LIOS: How’s your Spanish?
Stephanie: I studied Spanish for a while in school, but in the States, we learn Latin American Spanish, so understanding and speaking are hard. I’m learning quickly. I’ve had to talk on the phone in Spanish, Google News pops up in Spanish on my phone, and I’m picking up words I need to know.
Knowing the language makes a huge difference. It would really help you become part of the community. You’ll at least want to learn some pleasantries.
LIOS: What was it like moving during the pandemic?
Stephanie: We spent three months in Rota during winter 2019/2020, just to make sure we wanted to go through the effort of getting the visa. We decided that we did, and we returned to the United States in February 2020, just as Covid was hitting. We spent the better part of 2020 applying for our visas and finally moved here in December 2020.

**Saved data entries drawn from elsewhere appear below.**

//! [`Controller`]: a long-lived component driven by a `controller(...)`
//! modifier that can yield, refetch, or reset its hosting `Store` from
//! outside signals.

use std::fmt;

use crate::context::Context;
use crate::subscription::Subscription;

/// A handle a [`Controller`] uses to drive its hosting
/// [`Store`](crate::store::Store) without depending on the store's
/// concrete value/failure/state types.
///
/// `Controls` is handed to each controller exactly once, at `Store`
/// construction, and is valid for the controller's lifetime; the
/// `Subscription` the controller's `attach` call returns is retained by
/// the `Store` and cancelled when the `Store` drops.
pub trait Controls: Send + Sync {
    /// Requests a refetch as if staleness had just become true.
    fn refetch(&self);

    /// Resets the hosting store's state to its initial value, cancelling
    /// any active tasks.
    fn reset(&self);

    /// Pushes a value directly into the hosting store's state, tagged
    /// `result_update_reason = final-returned`, without running the
    /// operation.
    fn yield_current_value_changed(&self);
}

impl fmt::Debug for dyn Controls {
    fn fmt(&self, f: &mut fmt::Formatter<'_>) -> fmt::Result {
        f.write_str("Controls(..)")
    }
}

/// A long-lived component installed by the `controller(...)` modifier.
///
/// `attach` is called once at `Store` construction with a `Controls`
/// handle; the returned `Subscription` is retained by the `Store` until
/// it drops. Typical controllers subscribe to an external
/// [`RunSpecification`](crate::run_spec::RunSpecification) (network
/// reachability, app activity) and call `controls.refetch()` on the
/// relevant transition — this is exactly what
/// [`crate::operation::modifiers::rerun_on_change`] installs.
pub trait Controller: Send + Sync {
    /// Wires this controller to its hosting store.
    fn attach(&self, ctx: &Context, controls: Box<dyn Controls>) -> Subscription;
}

There’s never a perfect moment to move… I feature a lot of interview profiles on my website of people who have moved overseas, and the message is usually the same: Don’t wait. Tomorrow might not come. Covid really made people see that.
My husband and I had been following the situation in Rota during the pandemic. When we got here, there was this amazing feeling of calm compared to the States, where everything was so political and contentious. Here, it was less of a constant debate.
At the moment, this sense of calm is my number-one favorite thing about living overseas. Whatever your views are, it’s hard to disagree that things are simpler over here.
LIOS: What else do you enjoy about living here?
Stephanie: I love the beauty of Rota’s coastline. I never get tired of seeing the ocean. I can run along the beach for miles or walk through the pine forest on the dunes overlooking the Bay of Cádiz. I love that life is so much more affordable, and that fresh fruits, vegetables, and fish are a bargain.
It’s so easy to make plans to do something outside, because the weather is rarely bad. We can eat outside year-round.
I also enjoy the calmness and simplicity of life in Rota and the relative safety. We had a checklist for our ideal overseas destination, and while we wouldn’t consider locations that we knew were “unsafe,” safety wasn’t one of the specific items on our list. We hadn’t realized how important it was until we lived in Japan
I’ve come to learn that safety is freedom. Japan was extremely safe… and for the most part, I feel comfortable in Rota. People are out so late here, so there are always people on the streets and I never feel unsafe at night.
LIOS: Are there any downsides to living here?
Stephanie: We knew coming in that there’s a massive cultural difference, particularly between Japan and Spain. We knew the mañana factor would be challenging…
Rota is like a sleepy town in the southern United States. The siesta is four or five hours per afternoon. You go to the restaurant, and often it’s “no hay” (i.e., the thing you want is not available)… or there’s a handwritten note on the door of the shop that says, “We’re not here.”
As Americans, we tend to see entrepreneurial opportunities and ask, “Why aren’t you doing it like this?” You just have to adapt. It’s a very slow pace of life.